Did I mistake your point?

Tex

-----Original Message-----
From: John Cowan [mailto:cowan@ccil.org] On Behalf Of John Cowan
Sent: Friday, April 08, 2016 6:36 AM
To: ishida@w3.org
Cc: Tex Texin; 'Dave Cramer'; 'W3C Digital Publishing IG'; 'www International'
Subject: Re: Is <q> useful? [was Expected behaviour of quotation marks]

ishida@w3.org scripsit:

> if the quotes had been semantically identified using q elements, it 
> would be trivial to do so.

I agree that it would be good to have a way to semantically identify quotations in running text.  It's the fact that browsers supply quotation marks around them that's problematic.  There seems to be no way to override what question marks are provided.

Playing with Chrome, I find that "en-us" produces ASCII double quotes, whereas "en-gb" produces curly double quotes.  Arguably both of these are wrong, but as an author, what am I supposed to do?  
To get the results I think are correct, I have to forgo the q element.

This could be repaired by providing a new element, perhaps named "quote", which also indicates a quotation but doesn't supply any marks.  Alternatively, the q element could accept attributes specifying the start and end quotes.
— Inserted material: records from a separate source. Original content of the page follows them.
//! Configuration options for 2D and 3D plots.

use serde::{Deserialize, Serialize};

use crate::grid::Direction;
use crate::projection::DEFAULT_TOPO_COMP;
use crate::slicer::CellNumber;

/// Which layers to draw.
#[derive(Debug, Clone, Copy, PartialEq, Eq, Serialize, Deserialize)]
#[serde(default)]
pub struct ShowFlags {
    /// Input surface points and orientations.
    pub data: bool,
    /// Master switch for every solution layer.
    pub results: bool,
    pub lith: bool,
    pub scalar: bool,
    pub boundaries: bool,
    pub topography: bool,
    pub values: bool,
    pub block: bool,
    pub section_traces: bool,
    /// Triangulated surfaces (3D only).
    pub surfaces: bool,
}

impl Default for ShowFlags {
    fn default() -> Self {
        Self {
            data: true,
            results: true,
            lith: true,
            scalar: false,
            boundaries: true,
            topography: false,
            values: false,
            block: false,
            section_traces: true,
            surfaces: true,
        }
    }
}

impl ShowFlags {
    /// Flags with every solution layer switched off when `results` is false
    /// or there is nothing computed to show.
    #[must_use]
    pub fn resolved(self, can_show_results: bool) -> Self {
        if self.results && can_show_results {
            return self;
        }
        Self {
            results: false,
            lith: false,
            scalar: false,
            boundaries: false,
            values: false,
            block: false,
            surfaces: false,
            ..self
        }
    }
}

/// Resolved per-axis flags.
#[derive(Debug, Clone, PartialEq, Eq)]
pub struct DataToShow {
    axes: Vec<ShowFlags>,
}

impl DataToShow {
    /// The same flags for each of `n_axis` axes.
    #[must_use]
    pub fn new(flags: ShowFlags, n_axis: usize, can_show_results: bool) -> Self {
        Self {
            axes: vec![flags.resolved(can_show_results); n_axis],
        }
    }

    /// Flags of axis `i`; axes past the end reuse the last entry.
    #[must_use]
    pub fn axis(&self, i: usize) -> ShowFlags {
        self.axes
            .get(i)
            .or_else(|| self.axes.last())
            .copied()
            .unwrap_or_default()
    }

    /// Overrides the flags of one axis.
    pub fn set_axis(&mut self, i: usize, flags: ShowFlags) -> &mut Self {
        if let Some(slot) = self.axes.get_mut(i) {
            *slot = flags;
        }
        self
    }

    #[must_use]
    pub fn n_axis(&self) -> usize {
        self.axes.len()
    }
}

/// Which arrays to attach to the 3D structured grid.
#[derive(Debug, Clone, Copy, PartialEq, Eq, Default, Serialize, Deserialize)]
#[serde(rename_all = "snake_case")]
pub enum ScalarDataType {
    #[default]
    Lithology,
    ScalarField,
    Values,
    All,
}

/// How to colour the 3D topography.
#[derive(Debug, Clone, Copy, PartialEq, Eq, Default, Serialize, Deserialize)]
#[serde(rename_all = "snake_case")]
pub enum TopographyDataType {
    /// Geological map colours.
    #[default]
    Geomap,
    /// Elevation with the terrain colormap.
    Topography,
    Scalars,
}

/// Options of the 2D topography drawer.
#[derive(Debug, Clone, PartialEq, Serialize, Deserialize)]
#[serde(default)]
pub struct TopographyOptions {
    /// Filled elevation contours. `None` lets the section layout decide.
    pub fill_contour: Option<bool>,
    pub contour: bool,
    pub hillshade: bool,
    /// Sun azimuth in degrees.
    pub azdeg: f64,
    /// Sun altitude in degrees.
    pub altdeg: f64,
    pub cmap: String,
    /// Number of topography samples used to select input data on the map.
    pub topo_comp: usize,
}

impl Default for TopographyOptions {
    fn default() -> Self {
        Self {
            fill_contour: None,
            contour: true,
            hillshade: true,
            azdeg: 315.0,
            altdeg: 45.0,
            cmap: "terrain".to_string(),
            topo_comp: DEFAULT_TOPO_COMP,
        }
    }
}

/// Options of a 2D plot.
#[derive(Debug, Clone, PartialEq, Serialize, Deserialize)]
#[serde(default)]
pub struct Plot2DOptions {
    /// Named sections to draw; `"topography"` is the map view.
    pub section_names: Vec<String>,
    /// Cells to slice. `None` with no sections falls back to one `mid` cell.
    pub cell_numbers: Option<Vec<CellNumber>>,
    /// One direction per cell, or a single direction for all of them.
    pub directions: Vec<Direction>,
    /// Series index per axis, or a single index for all of them.
    pub series_n: Vec<usize>,
    /// Number of axes; defaults to sections + cells.
    pub n_axis: Option<usize>,
    pub legend: bool,
    /// Vertical exaggeration.
    pub ve: f64,
    /// Distance within which input data is drawn. Defaults to 0.2 × model scale.
    pub projection_distance: Option<f64>,
    pub show: ShowFlags,
    pub topography: TopographyOptions,
    /// User block, sized to the regular grid, drawn over every axis.
    pub regular_grid: Option<Vec<f64>>,
    /// Number of levels of the scalar field contours.
    pub scalar_levels: usize,
    /// Figure size in pixels; derived from the layout when unset.
    pub figure_size: Option<[u32; 2]>,
}

impl Default for Plot2DOptions {
    fn default() -> Self {
        Self {
            section_names: Vec::new(),
            cell_numbers: None,
            directions: vec![Direction::Y],
            series_n: vec![0],
            n_axis: None,
            legend: true,
            ve: 1.0,
            projection_distance: None,
            show: ShowFlags::default(),
            topography: TopographyOptions::default(),
            regular_grid: None,
            scalar_levels: 10,
            figure_size: None,
        }
    }
}

impl Plot2DOptions {
    /// Cell slices to draw after the named sections.
    #[must_use]
    pub fn effective_cells(&self) -> Vec<CellNumber> {
        match &self.cell_numbers {
            Some(cells) => cells.clone(),
            None if self.section_names.is_empty() && !self.directions.is_empty() => {
                vec![CellNumber::Mid]
            }
            None => Vec::new(),
        }
    }

    /// Direction of the `i`-th cell slice.
    #[must_use]
    pub fn direction(&self, i: usize) -> Direction {
        match self.directions.as_slice() {
            [] => Direction::Y,
            [single] => *single,
            many => many.get(i).copied().unwrap_or(many[many.len() - 1]),
        }
    }

    /// Series drawn on axis `i`.
    #[must_use]
    pub fn series(&self, i: usize) -> usize {
        match self.series_n.as_slice() {
            [] => 0,
            [single] => *single,
            many => many.get(i).copied().unwrap_or(0),
        }
    }
}

/// Options of a 3D scene.
#[derive(Debug, Clone, PartialEq, Serialize, Deserialize)]
#[serde(default)]
pub struct Plot3DOptions {
    pub show: ShowFlags,
    /// Array made active on the structured grid; the first one when unset.
    pub active_scalar_field: Option<String>,
    /// Vertical exaggeration applied as z scale.
    pub ve: Option<f64>,
    /// Arrow length as a percentage of the shortest extent side.
    pub arrow_size: f64,
    pub point_size: f64,
    pub opacity: f64,
    pub topography_scalar_type: TopographyDataType,
    pub topography_contours: bool,
}

impl Default for Plot3DOptions {
    fn default() -> Self {
        Self {
            show: ShowFlags::default(),
            active_scalar_field: None,
            ve: None,
            arrow_size: 10.0,
            point_size: 10.0,
            opacity: 0.5,
            topography_scalar_type: TopographyDataType::Geomap,
            topography_contours: true,
        }
    }
}

#[cfg(test)]
mod tests {
    use super::*;

    #[test]
    fn test_defaults() {
        let flags = ShowFlags::default();
        assert!(flags.data && flags.lith && flags.boundaries);
        assert!(!flags.scalar && !flags.values && !flags.block && !flags.topography);

        let opts = Plot2DOptions::default();
        assert_eq!(opts.effective_cells(), vec![CellNumber::Mid]);
        assert_eq!(opts.direction(3), Direction::Y);
        assert_eq!(opts.series(5), 0);
    }

    #[test]
    fn test_results_switch() {
        let flags = ShowFlags {
            results: false,
            scalar: true,
            ..ShowFlags::default()
        }
        .resolved(true);
        assert!(!flags.lith && !flags.scalar && !flags.boundaries);
        assert!(flags.data);

        let uncomputed = ShowFlags::default().resolved(false);
        assert!(!uncomputed.lith);
    }

    #[test]
    fn test_sections_suppress_default_cell() {
        let opts = Plot2DOptions {
            section_names: vec!["topography".to_string()],
            ..Default::default()
        };
        assert!(opts.effective_cells().is_empty());
    }

    #[test]
    fn test_data_to_show_per_axis() {
        let mut show = DataToShow::new(ShowFlags::default(), 2, true);
        show.set_axis(1, ShowFlags {
            lith: false,
            ..ShowFlags::default()
        });
        assert!(show.axis(0).lith);
        assert!(!show.axis(1).lith);
        assert!(!show.axis(9).lith);
        assert_eq!(show.n_axis(), 2);
    }

    #[test]
    fn test_deserialize_with_defaults() {
        let opts: Plot2DOptions = serde_json::from_str(
            r#"{"cell_numbers": ["mid", -1], "directions": ["x", "z"], "show": {"scalar": true}}"#,
        )
        .unwrap();
        assert_eq!(
            opts.effective_cells(),
            vec![CellNumber::Mid, CellNumber::Index(-1)]
        );
        assert_eq!(opts.direction(1), Direction::Z);
        assert!(opts.show.scalar && opts.show.lith);
        assert!((opts.ve - 1.0).abs() < f64::EPSILON);

        let topo: TopographyOptions = serde_json::from_str(r#"{"hillshade": false}"#).unwrap();
        assert_eq!(topo.topo_comp, DEFAULT_TOPO_COMP);
        assert_eq!(topo.cmap, "terrain");
    }
}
> if, instead, i just inserted the quotation inside a q element, i 
> should be able to rely on the browser to apply some sensible default

Except that that appears not to be the case.

-- 
John Cowan          http://www.ccil.org/~cowan        cowan@ccil.org
I could dance with you till the cows come home.  On second thought, I'd rather dance with the cows when you come home.